── Dataset content

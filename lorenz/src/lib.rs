//! Numerical integration of the Lorenz attractor.
//!
//! A run takes immutable [`SystemParameters`], an initial [`State`] and a
//! [`GridSpec`] and yields a [`Trajectory`]: one `x, y, z, t` row per grid time. Two
//! runs can be combined into a labeled [`MultiTrajectoryOverlay`] for
//! side-by-side rendering.

pub mod config;
pub mod errors;
pub mod field;
pub mod overlay;
pub mod parameters;
pub mod simulation;
pub mod state;
pub mod trajectory;

pub use config::SimulationConfig;
pub use errors::LorenzErrors;
pub use field::{LorenzField, field};
pub use lorenz_diffeq::{Solver, stepping::SolveBudget};
pub use overlay::{MultiTrajectoryOverlay, SystemLabel, compare};
pub use parameters::{RangePolicy, SystemParameters};
pub use simulation::{GridSpec, Simulation, integrate, simulate};
pub use state::State;
pub use trajectory::{COLUMNS, Sample, Trajectory};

────

## Work request
Your response should be made up of the lines in the data that contain the word "errors".

## Response to the task
pub mod errors;
pub use errors::LorenzErrors;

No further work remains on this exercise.